Ist Maisstärke brennbar?
Die Frage, ob Maisstärke brennbar ist, klingt zunächst vielleicht überraschend – schließlich steht sie meist in der Küche und nicht am Lagerfeuer. Doch laut dem Sicherheitsdatenblatt von Datacare vom 16.11.2018 ist Maisstärke durchaus brennbar. Das mag seltsam erscheinen, wenn man sie als harmloses Küchenpulver kennt, doch in bestimmten Formen kann sie sogar gefährlich werden.
Der Schlüssel liegt in der Zustandsform: In fester, kompakter Form brennt Stärke nur schwer. Doch als feiner Staub, in der Luft verteilt, kann sie unter bestimmten Bedingungen eine Staubexplosion auslösen. Das ist kein seltener Spezialfall – in der Industrie sind bereits Unfälle durch Stärkestäube bekannt, wenn schlecht belüftete oder staubige Räume mit offener Flamme oder Funken in Berührung kamen.
Das bedeutet nicht, dass ein Löffel Stärke in der Küche gefährlich ist. Aber beim industriellen Umgang mit großen Mengen wird deutlich: Stärke ist kein unbedenklicher Stoff. In Pulverform kann sie sich entzünden, besonders wenn sie fein verteilt ist und auf eine Zündquelle trifft. Das Sicherheitsdatenblatt weist aus gutem Grund auf diese Eigenschaft hin.

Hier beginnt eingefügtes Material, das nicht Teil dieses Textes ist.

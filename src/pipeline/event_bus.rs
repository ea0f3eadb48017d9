// src/pipeline/event_bus.rs
//
// Discrete things that happened during a run (mode switches, avoidance
// transitions, lane lost/reacquired). Consumers drain them between ticks;
// the bus keeps a bounded backlog and drops the oldest when full.

use serde::Serialize;
use std::collections::VecDeque;
use tracing::warn;

use crate::arbiter::ModeSwitch;
use crate::avoidance::AvoidanceTransition;

#[derive(Debug, Clone, Serialize)]
pub enum ControlEvent {
    ModeChanged {
        tick: u64,
        switch: ModeSwitch,
    },

    Avoidance {
        tick: u64,
        transition: AvoidanceTransition,
    },

    LineLost {
        tick: u64,
    },

    LineReacquired {
        tick: u64,
        lost_ticks: u32,
    },

    SensorConflict {
        tick: u64,
    },
}

impl ControlEvent {
    pub fn tick(&self) -> u64 {
        match self {
            ControlEvent::ModeChanged { tick, .. }
            | ControlEvent::Avoidance { tick, .. }
            | ControlEvent::LineLost { tick }
            | ControlEvent::LineReacquired { tick, .. }
            | ControlEvent::SensorConflict { tick } => *tick,
        }
    }
}

pub struct EventBus {
    events: VecDeque<ControlEvent>,
    max_pending: usize,
    dropped: u64,
}

impl EventBus {
    pub fn new(max_pending: usize) -> Self {
        let max_pending = max_pending.max(1);
        Self {
            events: VecDeque::with_capacity(max_pending),
            max_pending,
            dropped: 0,
        }
    }

    pub fn publish(&mut self, event: ControlEvent) {
        if self.events.len() >= self.max_pending {
            if self.dropped == 0 {
                warn!(
                    "Event bus full ({} events), dropping oldest",
                    self.max_pending
                );
            }
            self.dropped += 1;
            self.events.pop_front();
        }
        self.events.push_back(event);
    }

    pub fn drain(&mut self) -> Vec<ControlEvent> {
        self.events.drain(..).collect()
    }

    pub fn pending_count(&self) -> usize {
        self.events.len()
    }

    pub fn dropped(&self) -> u64 {
        self.dropped
    }
}
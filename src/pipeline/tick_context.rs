// src/pipeline/tick_context.rs
//
// Everything decided in one control tick, in one place. Built by the
// controller and handed back to the loop for logging, metrics and tests.

use serde::Serialize;

use crate::arbiter::ModeSwitch;
use crate::avoidance::{AvoidanceOutput, AvoidancePhase};
use crate::error::Degradation;
use crate::pid::PidState;
use crate::types::{Command, LaneEstimate, Mode, ObstacleSignal};

#[derive(Debug, Clone, Serialize)]
pub struct TickContext {
    pub tick: u64,
    /// Capture tick of the frame that was estimated, if any
    pub frame_tick: Option<u64>,
    pub estimate: LaneEstimate,
    /// Lane error after the moving-average filter
    pub filtered_error: Option<f32>,
    /// Raw PID output before speed scaling, if the PID ran
    pub pid_output: Option<f32>,
    pub obstacle: ObstacleSignal,
    pub avoidance: Option<AvoidanceOutput>,
    pub phase: AvoidancePhase,
    pub mode: Mode,
    pub mode_switch: Option<ModeSwitch>,
    pub degradations: Vec<Degradation>,
    /// Consecutive ticks the lane has been missing from scanned frames
    pub lost_ticks: u32,
    /// Set on the tick the lane came back, with how long it was gone
    pub reacquired_after: Option<u32>,
    pub pid: PidState,
    pub command: Command,
}

impl TickContext {
    pub fn new(tick: u64, mode: Mode, phase: AvoidancePhase) -> Self {
        Self {
            tick,
            frame_tick: None,
            estimate: LaneEstimate::no_detection(),
            filtered_error: None,
            pid_output: None,
            obstacle: ObstacleSignal::clear(),
            avoidance: None,
            phase,
            mode,
            mode_switch: None,
            degradations: Vec::new(),
            lost_ticks: 0,
            reacquired_after: None,
            pid: PidState::default(),
            command: Command::default(),
        }
    }

    pub fn has(&self, degradation: Degradation) -> bool {
        self.degradations.contains(&degradation)
    }

    /// True when the autonomous command was held instead of recomputed.
    pub fn is_holding(&self) -> bool {
        self.degradations.iter().any(Degradation::holds_command)
    }

    pub fn degrade(&mut self, degradation: Degradation) {
        if !self.has(degradation) {
            self.degradations.push(degradation);
        }
    }
}
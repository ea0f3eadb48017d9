// src/pipeline/control_loop.rs
//
// Fixed-rate loop wiring the boundary traits to the controller. Each step:
// capture, delay through the latency stage, read obstacles and driver
// input, tick the controller, actuate, then record metrics and events.

use std::time::Instant;

use tracing::{debug, info};

use crate::avoidance::CollisionProbe;
use crate::config::Config;
use crate::error::{ControlError, Degradation, Result};
use crate::interface::{ActuationSink, FrameSource, ManualInputSource};
use crate::obstacle::ObstacleMonitor;
use crate::types::Vec2;

use super::controller::VehicleController;
use super::event_bus::{ControlEvent, EventBus};
use super::latency::FrameStage;
use super::metrics::ControlMetrics;
use super::tick_context::TickContext;
use crate::avoidance::AvoidanceTransition;

/// Lets the controller cast rays through the obstacle monitor.
struct MonitorProbe<'a>(&'a dyn ObstacleMonitor);

impl CollisionProbe for MonitorProbe<'_> {
    fn probe(&self, origin: Vec2, direction: Vec2, max_distance: f32) -> f32 {
        self.0.probe(origin, direction, max_distance)
    }
}

pub struct ControlLoop {
    source: Box<dyn FrameSource>,
    monitor: Box<dyn ObstacleMonitor>,
    input: Box<dyn ManualInputSource>,
    sink: Box<dyn ActuationSink>,
    controller: VehicleController,
    stage: FrameStage,
    metrics: ControlMetrics,
    events: EventBus,
    dt: f32,
    tick: u64,
}

#[derive(Default)]
pub struct ControlLoopBuilder {
    config: Option<Config>,
    source: Option<Box<dyn FrameSource>>,
    monitor: Option<Box<dyn ObstacleMonitor>>,
    input: Option<Box<dyn ManualInputSource>>,
    sink: Option<Box<dyn ActuationSink>>,
}

impl ControlLoopBuilder {
    pub fn config(mut self, config: Config) -> Self {
        self.config = Some(config);
        self
    }

    pub fn frame_source(mut self, source: impl FrameSource + 'static) -> Self {
        self.source = Some(Box::new(source));
        self
    }

    pub fn obstacle_monitor(mut self, monitor: impl ObstacleMonitor + 'static) -> Self {
        self.monitor = Some(Box::new(monitor));
        self
    }

    pub fn manual_input(mut self, input: impl ManualInputSource + 'static) -> Self {
        self.input = Some(Box::new(input));
        self
    }

    pub fn actuation_sink(mut self, sink: impl ActuationSink + 'static) -> Self {
        self.sink = Some(Box::new(sink));
        self
    }

    pub fn build(self) -> Result<ControlLoop> {
        let config = self.config.unwrap_or_default();
        config.validate()?;

        let source = self.source.ok_or(ControlError::MissingWiring("frame source"))?;
        let monitor = self
            .monitor
            .ok_or(ControlError::MissingWiring("obstacle monitor"))?;
        let input = self.input.ok_or(ControlError::MissingWiring("manual input"))?;
        let sink = self.sink.ok_or(ControlError::MissingWiring("actuation sink"))?;

        info!(
            "✓ Control loop ready: {:.0} Hz, kp={} ki={} kd={}",
            config.run.tick_hz, config.pid.kp, config.pid.ki, config.pid.kd
        );

        Ok(ControlLoop {
            source,
            monitor,
            input,
            sink,
            controller: VehicleController::new(&config),
            stage: FrameStage::new(),
            metrics: ControlMetrics::new(),
            events: EventBus::new(config.run.event_capacity),
            dt: config.tick_seconds(),
            tick: 0,
        })
    }
}

impl ControlLoop {
    pub fn builder() -> ControlLoopBuilder {
        ControlLoopBuilder::default()
    }

    pub fn step(&mut self) -> TickContext {
        let started = Instant::now();
        let tick = self.tick;
        self.tick += 1;

        let captured = self.source.capture().map(|f| f.with_tick(tick));
        let frame = self.stage.advance(captured);
        let obstacle = self.monitor.signal();
        let conflict = obstacle.detected && self.monitor.sensor_conflict();
        let manual = self.input.poll();

        let probe = MonitorProbe(self.monitor.as_ref());
        let mut ctx = self
            .controller
            .tick(frame, obstacle, manual, &probe, self.dt);
        if conflict {
            ctx.degrade(Degradation::SensorConflict);
        }

        self.sink.apply(ctx.command);

        self.record(&ctx);
        self.metrics
            .set_timing(&self.metrics.tick_time_us, started.elapsed().as_micros() as u64);

        ctx
    }

    /// Run `ticks` steps back to back.
    pub fn run(&mut self, ticks: u64) {
        for _ in 0..ticks {
            self.step();
        }
        debug!("Ran {} ticks", ticks);
    }

    fn record(&mut self, ctx: &TickContext) {
        let m = &self.metrics;
        m.inc(&m.total_ticks);
        m.record_mode(ctx.mode);
        if let Some(error) = ctx.estimate.error {
            m.record_error(error);
        }
        for d in &ctx.degradations {
            m.record_degradation(*d);
        }

        if let Some(switch) = ctx.mode_switch {
            m.inc(&m.mode_switches);
            self.events.publish(ControlEvent::ModeChanged {
                tick: ctx.tick,
                switch,
            });
        }

        if let Some(transition) = ctx.avoidance.and_then(|a| a.transition) {
            match transition {
                AvoidanceTransition::Engaged { .. } | AvoidanceTransition::Reengaged { .. } => {
                    m.inc(&m.avoidance_engagements)
                }
                AvoidanceTransition::RecoveryAborted { .. } => m.inc(&m.recovery_aborts),
                _ => {}
            }
            self.events.publish(ControlEvent::Avoidance {
                tick: ctx.tick,
                transition,
            });
        }

        if ctx.lost_ticks == 1 && ctx.has(Degradation::NoDetection) {
            self.events.publish(ControlEvent::LineLost { tick: ctx.tick });
        }
        if let Some(lost_ticks) = ctx.reacquired_after {
            self.events.publish(ControlEvent::LineReacquired {
                tick: ctx.tick,
                lost_ticks,
            });
        }
        if ctx.has(Degradation::SensorConflict) {
            self.events.publish(ControlEvent::SensorConflict { tick: ctx.tick });
        }
    }

    pub fn metrics(&self) -> &ControlMetrics {
        &self.metrics
    }

    pub fn drain_events(&mut self) -> Vec<ControlEvent> {
        self.events.drain()
    }

    pub fn controller(&self) -> &VehicleController {
        &self.controller
    }

    pub fn dt(&self) -> f32 {
        self.dt
    }

    pub fn ticks(&self) -> u64 {
        self.tick
    }
}

#[cfg(test)]
mod tests {
    use super::*;
    use crate::interface::{CommandLog, NoDriver};
    use crate::types::{Frame, ObstacleSignal, Rgb};

    struct StillCamera;

    impl FrameSource for StillCamera {
        fn capture(&mut self) -> Option<Frame> {
            let mut frame = Frame::filled(64, 16, Rgb::gray(0.1));
            for y in 6..16 {
                frame.set_pixel(10, y, Rgb::WHITE);
                frame.set_pixel(54, y, Rgb::WHITE);
            }
            Some(frame)
        }
    }

    struct Clear;

    impl CollisionProbe for Clear {
        fn probe(&self, _o: Vec2, _d: Vec2, _m: f32) -> f32 {
            f32::INFINITY
        }
    }

    impl ObstacleMonitor for Clear {
        fn signal(&mut self) -> ObstacleSignal {
            ObstacleSignal::clear()
        }
    }

    #[test]
    fn test_missing_wiring_is_reported() {
        let err = ControlLoop::builder()
            .frame_source(StillCamera)
            .manual_input(NoDriver)
            .actuation_sink(CommandLog::default())
            .build()
            .err()
            .unwrap();
        assert!(matches!(err, ControlError::MissingWiring("obstacle monitor")));
    }

    #[test]
    fn test_invalid_config_is_rejected() {
        let mut config = Config::default();
        config.run.tick_hz = 0.0;
        let result = ControlLoop::builder()
            .config(config)
            .frame_source(StillCamera)
            .obstacle_monitor(Clear)
            .manual_input(NoDriver)
            .actuation_sink(CommandLog::default())
            .build();
        assert!(matches!(result, Err(ControlError::InvalidConfig(_))));
    }

    #[test]
    fn test_first_tick_has_no_frame_then_uses_previous_capture() {
        let mut control = ControlLoop::builder()
            .frame_source(StillCamera)
            .obstacle_monitor(Clear)
            .manual_input(NoDriver)
            .actuation_sink(CommandLog::default())
            .build()
            .unwrap();

        let first = control.step();
        assert!(first.has(Degradation::NoFrame));
        assert!(first.frame_tick.is_none());

        let second = control.step();
        assert_eq!(second.tick, 1);
        assert_eq!(second.frame_tick, Some(0));
        assert!(second.estimate.is_detected());

        let summary = control.metrics().summary();
        assert_eq!(summary.total_ticks, 2);
        assert_eq!(summary.no_frame_ticks, 1);
    }
}
// src/pipeline/latency.rs
//
// One-tick frame latency. The frame captured in tick N is handed to the
// estimator in tick N+1, so the first tick after start always sees nothing.

use crate::types::Frame;

#[derive(Debug, Default)]
pub struct FrameStage {
    held: Option<Frame>,
}

impl FrameStage {
    pub fn new() -> Self {
        Self::default()
    }

    /// Store this tick's capture and release the previous tick's.
    pub fn advance(&mut self, captured: Option<Frame>) -> Option<Frame> {
        std::mem::replace(&mut self.held, captured)
    }

    pub fn is_primed(&self) -> bool {
        self.held.is_some()
    }

    pub fn clear(&mut self) {
        self.held = None;
    }
}
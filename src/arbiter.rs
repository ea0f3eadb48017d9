// src/arbiter.rs
//
// Chooses between the autonomous pipeline and the driver each tick.
//
// Mode changes on an explicit toggle, or when the driver touches the steer
// or throttle axis while autonomous. Manual throttle and brake follow
// rate-limited ramps; autonomous propulsion ramps up by a fixed increment
// per tick while the road is clear and follows the avoidance speed
// otherwise. Switching modes never touches PID or avoidance state.

use serde::Serialize;
use tracing::{debug, info};

use crate::avoidance::SpeedDirective;
use crate::config::{ManualConfig, SpeedConfig};
use crate::types::{Command, ManualInput, Mode};

// ============================================================================
// RAMP
// ============================================================================

/// Value that moves toward a target at separate rise and fall rates (1/s).
#[derive(Debug, Clone, Copy)]
pub struct Ramp {
    rise_per_sec: f32,
    fall_per_sec: f32,
    value: f32,
}

impl Ramp {
    pub fn new(rise_per_sec: f32, fall_per_sec: f32) -> Self {
        Self {
            rise_per_sec,
            fall_per_sec,
            value: 0.0,
        }
    }

    pub fn step(&mut self, target: f32, dt: f32) -> f32 {
        if target > self.value {
            self.value = (self.value + self.rise_per_sec * dt).min(target);
        } else if target < self.value {
            self.value = (self.value - self.fall_per_sec * dt).max(target);
        }
        self.value
    }

    pub fn value(&self) -> f32 {
        self.value
    }

    pub fn set(&mut self, value: f32) {
        self.value = value;
    }
}

// ============================================================================
// TYPES
// ============================================================================

#[derive(Debug, Clone, Copy, PartialEq, Eq, Serialize)]
pub enum SwitchReason {
    Toggle,
    ManualOverride,
    LineLost,
}

impl SwitchReason {
    pub fn as_str(&self) -> &'static str {
        match self {
            SwitchReason::Toggle => "toggle",
            SwitchReason::ManualOverride => "manual input",
            SwitchReason::LineLost => "line lost",
        }
    }
}

#[derive(Debug, Clone, Copy, PartialEq, Eq, Serialize)]
pub struct ModeSwitch {
    pub from: Mode,
    pub to: Mode,
    pub reason: SwitchReason,
}

/// What the autonomous pipeline wants this tick.
#[derive(Debug, Clone, Copy)]
pub struct AutonomousProposal {
    /// Smoothed normalized steering
    pub steer: f32,
    pub speed: SpeedDirective,
    /// Filtered lane error, if the lane was seen
    pub lane_error: Option<f32>,
    /// Lane or frame missing: keep the previous propulsion
    pub hold: bool,
}

// ============================================================================
// ARBITER
// ============================================================================

pub struct CommandArbiter {
    mode: Mode,
    manual: ManualConfig,
    speed: SpeedConfig,
    max_steering_angle: f32,
    throttle: Ramp,
    brake: Ramp,
    auto_speed: f32,
    last_command: Command,
}

impl CommandArbiter {
    pub fn new(manual: ManualConfig, speed: SpeedConfig, max_steering_angle: f32) -> Self {
        Self {
            mode: Mode::Autonomous,
            throttle: Ramp::new(manual.accelerate_per_sec, manual.decelerate_per_sec),
            brake: Ramp::new(manual.brake_apply_per_sec, manual.brake_release_per_sec),
            manual,
            speed,
            max_steering_angle,
            auto_speed: 0.0,
            last_command: Command::default(),
        }
    }

    pub fn mode(&self) -> Mode {
        self.mode
    }

    pub fn last_command(&self) -> Command {
        self.last_command
    }

    pub fn autonomous_speed(&self) -> f32 {
        self.auto_speed
    }

    /// Apply this tick's mode triggers. A toggle is authoritative for its
    /// tick; the input override only applies when no toggle fired.
    pub fn update_mode(&mut self, input: &ManualInput) -> Option<ModeSwitch> {
        let input = input.sanitized();
        if input.toggle_mode {
            return Some(self.switch_to(self.mode.toggled(), SwitchReason::Toggle));
        }
        if self.mode == Mode::Autonomous && self.has_driver_input(&input) {
            return Some(self.switch_to(Mode::Manual, SwitchReason::ManualOverride));
        }
        None
    }

    /// Drop to manual from inside the pipeline (e.g. the lane stayed lost).
    pub fn force_manual(&mut self, reason: SwitchReason) -> Option<ModeSwitch> {
        if self.mode == Mode::Manual {
            return None;
        }
        Some(self.switch_to(Mode::Manual, reason))
    }

    fn has_driver_input(&self, input: &ManualInput) -> bool {
        let dz = self.manual.override_deadzone;
        input.steer.abs() > dz || input.throttle > dz
    }

    fn switch_to(&mut self, to: Mode, reason: SwitchReason) -> ModeSwitch {
        let from = self.mode;
        self.mode = to;
        match to {
            Mode::Manual => {
                self.throttle.set(self.last_command.propulsion);
                self.brake.set(self.last_command.brake);
            }
            Mode::Autonomous => {
                self.auto_speed = self.last_command.propulsion;
            }
        }
        info!(
            "🔀 Mode {} → {} ({})",
            from.as_str(),
            to.as_str(),
            reason.as_str()
        );
        ModeSwitch { from, to, reason }
    }

    /// Produce the command for the current mode.
    pub fn compose(
        &mut self,
        input: &ManualInput,
        proposal: Option<&AutonomousProposal>,
        dt: f32,
    ) -> Command {
        let command = match (self.mode, proposal) {
            (Mode::Manual, _) => self.manual_command(&input.sanitized(), dt),
            (Mode::Autonomous, Some(p)) => self.autonomous_command(p),
            (Mode::Autonomous, None) => self.last_command,
        };
        self.last_command = command;
        command
    }

    fn manual_command(&mut self, input: &ManualInput, dt: f32) -> Command {
        Command {
            steering_angle: input.steer * self.max_steering_angle,
            propulsion: self.throttle.step(input.throttle, dt),
            brake: self.brake.step(input.brake, dt),
        }
    }

    fn autonomous_command(&mut self, proposal: &AutonomousProposal) -> Command {
        let brake = if proposal.hold {
            self.speed.line_lost_brake
        } else {
            match proposal.speed {
                SpeedDirective::Ramp => {
                    let cap = self.cruise_cap(proposal.lane_error);
                    let inc = self.speed.ramp_increment;
                    self.auto_speed = if self.auto_speed > cap {
                        (self.auto_speed - inc).max(cap)
                    } else {
                        (self.auto_speed + inc).min(cap)
                    };
                }
                SpeedDirective::Reduced(v) | SpeedDirective::Hold(v) => {
                    self.auto_speed = v;
                }
            }
            0.0
        };

        debug!(
            "🚗 Autonomous steer={:+.3} speed={:.2} brake={:.2}",
            proposal.steer, self.auto_speed, brake
        );

        Command {
            steering_angle: proposal.steer.clamp(-1.0, 1.0) * self.max_steering_angle,
            propulsion: self.auto_speed,
            brake,
        }
    }

    fn cruise_cap(&self, lane_error: Option<f32>) -> f32 {
        let s = &self.speed;
        match lane_error.map(f32::abs) {
            Some(e) if s.curve_slowdown && e > s.sharp_turn_error => {
                s.sharp_turn_speed.min(s.max_speed)
            }
            Some(e) if s.curve_slowdown && e > s.moderate_turn_error => {
                s.moderate_turn_speed.min(s.max_speed)
            }
            _ => s.max_speed,
        }
    }
}
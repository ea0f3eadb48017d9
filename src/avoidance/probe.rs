// src/avoidance/probe.rs
//
// Forward collision probes: three rays cast from the front of the vehicle,
// straight ahead and at ±cone angle. Used to veto a gentle recovery when the
// path back toward the lane is still blocked.

use serde::Serialize;

use crate::config::ProbeConfig;
use crate::types::{SteerSide, Vec2};

/// Ray-cast query answered by whatever owns the scene geometry.
pub trait CollisionProbe {
    /// Distance to the first hit along `direction`, or `f32::INFINITY` when
    /// nothing is hit within `max_distance`.
    fn probe(&self, origin: Vec2, direction: Vec2, max_distance: f32) -> f32;
}

/// Probe that never hits anything.
pub struct OpenRoad;

impl CollisionProbe for OpenRoad {
    fn probe(&self, _origin: Vec2, _direction: Vec2, _max_distance: f32) -> f32 {
        f32::INFINITY
    }
}

#[derive(Debug, Clone, Copy, PartialEq, Serialize)]
pub struct ProbeReading {
    pub left: f32,
    pub center: f32,
    pub right: f32,
}

impl ProbeReading {
    pub fn clear() -> Self {
        Self {
            left: f32::INFINITY,
            center: f32::INFINITY,
            right: f32::INFINITY,
        }
    }

    pub fn nearest(&self) -> f32 {
        self.left.min(self.center).min(self.right)
    }

    /// Side with more free space; ties go left.
    pub fn freer_side(&self) -> SteerSide {
        if self.right > self.left {
            SteerSide::Right
        } else {
            SteerSide::Left
        }
    }

    pub fn hits_within(&self, distance: f32) -> [bool; 3] {
        [
            self.left < distance,
            self.center < distance,
            self.right < distance,
        ]
    }
}

#[derive(Debug, Clone, Copy)]
pub struct ProbeFan {
    origin: Vec2,
    cone_angle_deg: f32,
    max_distance: f32,
}

impl ProbeFan {
    pub fn new(origin: Vec2, cone_angle_deg: f32, max_distance: f32) -> Self {
        Self {
            origin,
            cone_angle_deg,
            max_distance,
        }
    }

    pub fn from_config(config: &ProbeConfig) -> Self {
        Self::new(
            Vec2::new(0.0, config.origin_forward),
            config.cone_angle_deg,
            config.max_distance,
        )
    }

    pub fn max_distance(&self) -> f32 {
        self.max_distance
    }

    pub fn scan(&self, probe: &dyn CollisionProbe) -> ProbeReading {
        let cast = |degrees: f32| {
            let dir = Vec2::FORWARD.rotated_cw(degrees);
            let d = probe.probe(self.origin, dir, self.max_distance);
            if d.is_nan() || d > self.max_distance {
                f32::INFINITY
            } else {
                d
            }
        };
        ProbeReading {
            left: cast(-self.cone_angle_deg),
            center: cast(0.0),
            right: cast(self.cone_angle_deg),
        }
    }
}

#[cfg(test)]
mod tests {
    use super::*;

    /// Wall hit only by rays leaning to one side.
    struct SideWall {
        hit_left: f32,
        hit_right: f32,
    }

    impl CollisionProbe for SideWall {
        fn probe(&self, _origin: Vec2, direction: Vec2, _max: f32) -> f32 {
            if direction.x < -1e-3 {
                self.hit_left
            } else if direction.x > 1e-3 {
                self.hit_right
            } else {
                f32::INFINITY
            }
        }
    }

    #[test]
    fn test_open_road_reads_clear() {
        let fan = ProbeFan::new(Vec2::default(), 20.0, 10.0);
        let reading = fan.scan(&OpenRoad);
        assert_eq!(reading, ProbeReading::clear());
        assert!(reading.nearest().is_infinite());
    }

    #[test]
    fn test_rays_are_split_by_side() {
        let fan = ProbeFan::new(Vec2::default(), 20.0, 10.0);
        let reading = fan.scan(&SideWall {
            hit_left: 3.0,
            hit_right: 8.0,
        });
        assert_eq!(reading.left, 3.0);
        assert_eq!(reading.right, 8.0);
        assert!(reading.center.is_infinite());
        assert_eq!(reading.freer_side(), SteerSide::Right);
    }

    #[test]
    fn test_hits_beyond_range_are_ignored() {
        let fan = ProbeFan::new(Vec2::default(), 20.0, 5.0);
        let reading = fan.scan(&SideWall {
            hit_left: 7.0,
            hit_right: 2.0,
        });
        assert!(reading.left.is_infinite());
        assert_eq!(reading.freer_side(), SteerSide::Left);
    }

    #[test]
    fn test_tie_prefers_left() {
        let reading = ProbeReading {
            left: 4.0,
            center: 1.0,
            right: 4.0,
        };
        assert_eq!(reading.freer_side(), SteerSide::Left);
        assert_eq!(reading.hits_within(2.0), [false, true, false]);
    }
}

Für den Heimgebrauch bleibt die Gefahr sehr gering – wer aber mit größeren Mengen arbeitet, etwa in der Lebensmittelproduktion oder Lagerung, sollte auf ausreichende Lüftung und Sauberkeit achten. Staubablagerungen an Wänden oder über heißen Geräten können sich bei Unachtsamkeit entzünden.
Fazit: Maisstärke ist kein Brandbeschleuniger wie Spiritus – aber als feiner Staub ist sie durchaus brennbar. Respektvoller Umgang mit Pulvern, auch scheinbar harmlosen, lohnt sich.